> [EXERCISE PROMPT]: Copy out each line below in which the string "bool" appears.

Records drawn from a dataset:
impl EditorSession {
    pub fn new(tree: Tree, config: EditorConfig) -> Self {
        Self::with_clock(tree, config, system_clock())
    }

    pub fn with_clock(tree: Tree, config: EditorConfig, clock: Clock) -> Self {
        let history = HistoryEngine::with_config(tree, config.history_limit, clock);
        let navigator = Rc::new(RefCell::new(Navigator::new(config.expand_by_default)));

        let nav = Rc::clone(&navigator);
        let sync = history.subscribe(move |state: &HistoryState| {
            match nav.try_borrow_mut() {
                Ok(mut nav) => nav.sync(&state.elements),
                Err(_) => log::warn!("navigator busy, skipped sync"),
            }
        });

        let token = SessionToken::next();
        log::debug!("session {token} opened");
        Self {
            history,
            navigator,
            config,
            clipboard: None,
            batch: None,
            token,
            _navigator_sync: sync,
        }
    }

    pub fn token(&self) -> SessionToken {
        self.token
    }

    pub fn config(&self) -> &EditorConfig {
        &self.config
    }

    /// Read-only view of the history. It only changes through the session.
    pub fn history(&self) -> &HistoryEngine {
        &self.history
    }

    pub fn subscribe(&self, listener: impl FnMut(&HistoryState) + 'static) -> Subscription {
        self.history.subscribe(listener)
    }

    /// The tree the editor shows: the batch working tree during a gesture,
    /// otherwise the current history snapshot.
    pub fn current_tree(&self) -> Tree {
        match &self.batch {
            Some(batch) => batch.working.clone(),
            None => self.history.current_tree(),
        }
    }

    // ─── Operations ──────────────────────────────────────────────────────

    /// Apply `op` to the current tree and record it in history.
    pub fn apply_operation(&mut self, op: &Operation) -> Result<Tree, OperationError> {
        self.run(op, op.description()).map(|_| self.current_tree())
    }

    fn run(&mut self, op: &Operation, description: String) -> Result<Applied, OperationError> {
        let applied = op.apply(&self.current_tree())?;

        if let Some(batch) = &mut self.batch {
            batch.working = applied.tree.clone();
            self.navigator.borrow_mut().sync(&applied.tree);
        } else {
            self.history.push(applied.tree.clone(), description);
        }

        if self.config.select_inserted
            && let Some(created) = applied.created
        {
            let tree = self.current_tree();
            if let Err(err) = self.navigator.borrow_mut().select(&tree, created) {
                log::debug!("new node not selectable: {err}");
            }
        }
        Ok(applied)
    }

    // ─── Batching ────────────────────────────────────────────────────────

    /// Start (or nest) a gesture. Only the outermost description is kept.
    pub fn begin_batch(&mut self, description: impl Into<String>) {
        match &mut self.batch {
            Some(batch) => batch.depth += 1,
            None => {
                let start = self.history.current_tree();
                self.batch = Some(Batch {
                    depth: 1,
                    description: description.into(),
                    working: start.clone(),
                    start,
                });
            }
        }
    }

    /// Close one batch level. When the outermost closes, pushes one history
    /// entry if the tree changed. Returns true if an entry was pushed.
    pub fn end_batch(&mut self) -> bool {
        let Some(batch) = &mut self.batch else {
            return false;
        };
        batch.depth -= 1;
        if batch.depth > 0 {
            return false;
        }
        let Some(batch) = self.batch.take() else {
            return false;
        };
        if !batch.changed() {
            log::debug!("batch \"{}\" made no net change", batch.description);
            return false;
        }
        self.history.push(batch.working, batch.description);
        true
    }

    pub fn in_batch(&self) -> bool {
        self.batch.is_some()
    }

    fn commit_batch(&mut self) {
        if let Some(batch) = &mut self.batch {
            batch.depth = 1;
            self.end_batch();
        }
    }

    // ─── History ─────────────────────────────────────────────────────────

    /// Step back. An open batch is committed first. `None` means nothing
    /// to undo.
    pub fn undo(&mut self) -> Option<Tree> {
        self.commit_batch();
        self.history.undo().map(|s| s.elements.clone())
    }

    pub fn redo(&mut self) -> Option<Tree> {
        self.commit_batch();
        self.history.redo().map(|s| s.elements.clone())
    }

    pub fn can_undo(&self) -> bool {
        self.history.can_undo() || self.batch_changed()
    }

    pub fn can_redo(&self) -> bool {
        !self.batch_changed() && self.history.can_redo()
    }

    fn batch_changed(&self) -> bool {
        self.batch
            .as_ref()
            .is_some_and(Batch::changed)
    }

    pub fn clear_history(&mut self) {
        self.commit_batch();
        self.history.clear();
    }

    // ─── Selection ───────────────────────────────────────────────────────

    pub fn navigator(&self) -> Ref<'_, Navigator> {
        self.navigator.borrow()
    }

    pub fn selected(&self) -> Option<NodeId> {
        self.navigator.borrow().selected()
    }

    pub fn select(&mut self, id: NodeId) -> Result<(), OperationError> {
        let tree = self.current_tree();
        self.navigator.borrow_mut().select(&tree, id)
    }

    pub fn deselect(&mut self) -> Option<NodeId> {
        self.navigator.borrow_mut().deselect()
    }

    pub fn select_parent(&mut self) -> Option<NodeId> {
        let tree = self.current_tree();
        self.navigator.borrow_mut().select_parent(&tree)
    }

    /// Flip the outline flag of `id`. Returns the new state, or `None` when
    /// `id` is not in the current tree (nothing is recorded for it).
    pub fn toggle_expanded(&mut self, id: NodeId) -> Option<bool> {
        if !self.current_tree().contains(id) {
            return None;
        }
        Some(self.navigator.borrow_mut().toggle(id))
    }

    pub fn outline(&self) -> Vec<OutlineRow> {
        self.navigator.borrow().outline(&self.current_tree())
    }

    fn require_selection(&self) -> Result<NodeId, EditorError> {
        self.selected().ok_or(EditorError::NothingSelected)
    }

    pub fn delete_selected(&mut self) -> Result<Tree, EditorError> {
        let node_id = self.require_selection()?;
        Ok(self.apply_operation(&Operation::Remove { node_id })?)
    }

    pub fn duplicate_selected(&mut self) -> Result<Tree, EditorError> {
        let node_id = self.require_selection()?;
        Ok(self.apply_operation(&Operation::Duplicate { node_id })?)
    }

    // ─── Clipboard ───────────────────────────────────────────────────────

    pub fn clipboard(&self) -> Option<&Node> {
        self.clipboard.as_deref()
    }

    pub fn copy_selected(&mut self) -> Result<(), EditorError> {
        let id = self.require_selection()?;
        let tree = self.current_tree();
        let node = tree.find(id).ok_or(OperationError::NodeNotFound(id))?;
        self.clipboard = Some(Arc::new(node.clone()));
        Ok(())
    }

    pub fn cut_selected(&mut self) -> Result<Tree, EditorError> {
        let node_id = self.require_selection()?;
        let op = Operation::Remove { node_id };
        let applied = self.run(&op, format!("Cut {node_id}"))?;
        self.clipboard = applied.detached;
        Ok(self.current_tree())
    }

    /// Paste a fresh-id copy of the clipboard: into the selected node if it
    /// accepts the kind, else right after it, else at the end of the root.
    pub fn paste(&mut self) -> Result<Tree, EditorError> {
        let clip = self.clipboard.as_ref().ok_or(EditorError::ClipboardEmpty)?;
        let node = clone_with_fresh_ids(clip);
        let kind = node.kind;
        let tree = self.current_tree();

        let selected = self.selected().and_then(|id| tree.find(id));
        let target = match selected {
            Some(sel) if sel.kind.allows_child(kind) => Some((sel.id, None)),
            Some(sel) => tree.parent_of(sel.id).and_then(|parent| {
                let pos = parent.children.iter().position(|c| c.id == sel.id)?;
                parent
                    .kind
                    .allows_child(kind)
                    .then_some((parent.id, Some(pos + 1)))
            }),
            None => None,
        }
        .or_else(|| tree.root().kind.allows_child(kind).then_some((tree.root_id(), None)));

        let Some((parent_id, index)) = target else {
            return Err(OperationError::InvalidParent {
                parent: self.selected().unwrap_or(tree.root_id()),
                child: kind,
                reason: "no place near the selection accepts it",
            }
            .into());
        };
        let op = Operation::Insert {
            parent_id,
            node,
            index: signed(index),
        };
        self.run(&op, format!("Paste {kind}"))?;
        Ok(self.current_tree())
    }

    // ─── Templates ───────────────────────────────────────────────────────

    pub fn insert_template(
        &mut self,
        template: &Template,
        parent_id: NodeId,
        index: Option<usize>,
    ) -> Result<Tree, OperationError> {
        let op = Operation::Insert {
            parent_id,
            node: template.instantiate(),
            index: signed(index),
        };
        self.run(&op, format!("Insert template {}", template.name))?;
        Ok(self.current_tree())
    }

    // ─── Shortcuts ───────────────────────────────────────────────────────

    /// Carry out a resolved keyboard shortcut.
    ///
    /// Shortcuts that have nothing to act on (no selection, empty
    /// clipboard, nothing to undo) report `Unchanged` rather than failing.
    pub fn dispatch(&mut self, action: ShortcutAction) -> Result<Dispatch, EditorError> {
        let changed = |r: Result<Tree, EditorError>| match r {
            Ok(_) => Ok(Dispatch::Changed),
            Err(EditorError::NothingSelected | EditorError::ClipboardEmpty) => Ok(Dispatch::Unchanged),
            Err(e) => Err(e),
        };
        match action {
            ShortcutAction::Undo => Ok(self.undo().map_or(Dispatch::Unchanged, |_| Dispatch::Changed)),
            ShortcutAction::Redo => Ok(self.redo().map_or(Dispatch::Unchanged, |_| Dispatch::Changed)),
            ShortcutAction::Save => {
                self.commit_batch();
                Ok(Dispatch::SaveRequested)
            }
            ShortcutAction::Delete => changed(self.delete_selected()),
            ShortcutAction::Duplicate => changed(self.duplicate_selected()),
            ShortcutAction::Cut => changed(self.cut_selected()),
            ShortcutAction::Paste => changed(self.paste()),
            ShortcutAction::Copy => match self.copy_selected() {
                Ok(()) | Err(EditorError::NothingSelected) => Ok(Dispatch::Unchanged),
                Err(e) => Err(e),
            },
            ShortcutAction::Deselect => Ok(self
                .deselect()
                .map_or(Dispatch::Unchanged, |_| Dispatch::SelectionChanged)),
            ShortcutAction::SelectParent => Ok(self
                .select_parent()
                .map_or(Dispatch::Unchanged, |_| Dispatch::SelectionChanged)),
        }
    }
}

...

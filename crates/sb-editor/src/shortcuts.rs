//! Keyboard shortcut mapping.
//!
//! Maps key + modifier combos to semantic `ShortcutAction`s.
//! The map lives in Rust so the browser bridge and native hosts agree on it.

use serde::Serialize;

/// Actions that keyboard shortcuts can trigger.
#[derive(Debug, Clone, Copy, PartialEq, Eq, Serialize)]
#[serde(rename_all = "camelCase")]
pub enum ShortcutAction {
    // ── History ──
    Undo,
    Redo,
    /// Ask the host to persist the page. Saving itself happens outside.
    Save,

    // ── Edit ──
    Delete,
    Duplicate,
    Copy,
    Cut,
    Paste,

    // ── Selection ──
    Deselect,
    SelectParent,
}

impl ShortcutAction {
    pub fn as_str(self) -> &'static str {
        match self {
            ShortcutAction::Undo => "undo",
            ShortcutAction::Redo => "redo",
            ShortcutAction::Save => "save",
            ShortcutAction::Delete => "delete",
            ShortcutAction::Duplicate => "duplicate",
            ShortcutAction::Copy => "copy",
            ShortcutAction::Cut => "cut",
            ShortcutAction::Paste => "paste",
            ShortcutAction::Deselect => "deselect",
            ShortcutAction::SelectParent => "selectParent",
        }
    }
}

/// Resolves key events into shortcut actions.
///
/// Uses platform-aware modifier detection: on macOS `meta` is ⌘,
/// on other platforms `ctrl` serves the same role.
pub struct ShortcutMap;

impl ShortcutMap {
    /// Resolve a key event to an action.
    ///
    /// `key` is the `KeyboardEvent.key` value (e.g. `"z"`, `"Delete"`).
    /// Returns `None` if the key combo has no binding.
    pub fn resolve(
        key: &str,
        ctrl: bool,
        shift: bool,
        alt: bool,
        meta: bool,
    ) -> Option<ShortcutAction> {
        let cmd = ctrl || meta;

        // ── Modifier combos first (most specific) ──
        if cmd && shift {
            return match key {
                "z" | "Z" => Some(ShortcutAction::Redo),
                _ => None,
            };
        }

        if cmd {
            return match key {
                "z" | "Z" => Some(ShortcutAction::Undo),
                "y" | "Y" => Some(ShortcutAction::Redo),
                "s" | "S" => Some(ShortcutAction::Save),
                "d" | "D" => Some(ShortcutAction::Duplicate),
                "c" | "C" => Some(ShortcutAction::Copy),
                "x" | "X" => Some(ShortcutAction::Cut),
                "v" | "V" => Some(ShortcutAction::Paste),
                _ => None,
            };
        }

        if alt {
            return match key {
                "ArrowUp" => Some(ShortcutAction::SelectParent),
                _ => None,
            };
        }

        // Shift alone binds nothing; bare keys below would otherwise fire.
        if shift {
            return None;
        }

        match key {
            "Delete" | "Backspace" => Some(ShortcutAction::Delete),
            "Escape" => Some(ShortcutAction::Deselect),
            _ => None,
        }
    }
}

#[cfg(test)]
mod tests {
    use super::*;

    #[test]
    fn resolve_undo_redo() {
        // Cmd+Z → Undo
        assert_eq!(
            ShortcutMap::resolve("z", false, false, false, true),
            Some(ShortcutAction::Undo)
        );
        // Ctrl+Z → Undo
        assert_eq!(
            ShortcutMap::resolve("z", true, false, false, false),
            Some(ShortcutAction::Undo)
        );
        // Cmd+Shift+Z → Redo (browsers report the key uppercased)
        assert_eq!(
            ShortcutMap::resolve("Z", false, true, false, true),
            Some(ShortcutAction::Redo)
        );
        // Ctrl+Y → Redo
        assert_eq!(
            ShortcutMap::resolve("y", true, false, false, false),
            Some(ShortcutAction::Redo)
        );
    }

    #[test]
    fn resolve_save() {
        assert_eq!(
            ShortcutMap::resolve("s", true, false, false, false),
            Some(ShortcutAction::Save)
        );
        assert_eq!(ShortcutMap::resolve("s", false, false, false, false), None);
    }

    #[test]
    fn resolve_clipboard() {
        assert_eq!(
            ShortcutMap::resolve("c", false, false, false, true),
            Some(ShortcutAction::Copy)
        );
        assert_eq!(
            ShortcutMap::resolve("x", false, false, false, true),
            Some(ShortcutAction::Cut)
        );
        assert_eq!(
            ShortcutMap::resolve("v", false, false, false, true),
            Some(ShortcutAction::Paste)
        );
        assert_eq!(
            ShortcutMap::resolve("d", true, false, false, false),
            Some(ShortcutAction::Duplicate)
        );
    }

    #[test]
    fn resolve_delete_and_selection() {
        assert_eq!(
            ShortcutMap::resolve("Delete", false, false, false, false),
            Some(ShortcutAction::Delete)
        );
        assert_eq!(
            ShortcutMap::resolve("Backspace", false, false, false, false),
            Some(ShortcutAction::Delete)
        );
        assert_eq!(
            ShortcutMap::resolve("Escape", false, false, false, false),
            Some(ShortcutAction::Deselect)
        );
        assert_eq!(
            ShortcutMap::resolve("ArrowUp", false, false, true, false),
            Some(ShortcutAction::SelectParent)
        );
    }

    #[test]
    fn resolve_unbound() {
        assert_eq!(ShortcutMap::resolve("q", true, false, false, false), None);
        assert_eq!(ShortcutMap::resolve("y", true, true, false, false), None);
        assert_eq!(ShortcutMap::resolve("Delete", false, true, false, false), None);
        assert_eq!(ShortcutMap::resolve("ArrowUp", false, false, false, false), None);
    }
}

> [RESULT FOR THIS TASK]:
    pub fn end_batch(&mut self) -> bool {
    pub fn in_batch(&self) -> bool {
    pub fn can_undo(&self) -> bool {
    pub fn can_redo(&self) -> bool {
    fn batch_changed(&self) -> bool {
    pub fn toggle_expanded(&mut self, id: NodeId) -> Option<bool> {
        ctrl: bool,
        shift: bool,
        alt: bool,
        meta: bool,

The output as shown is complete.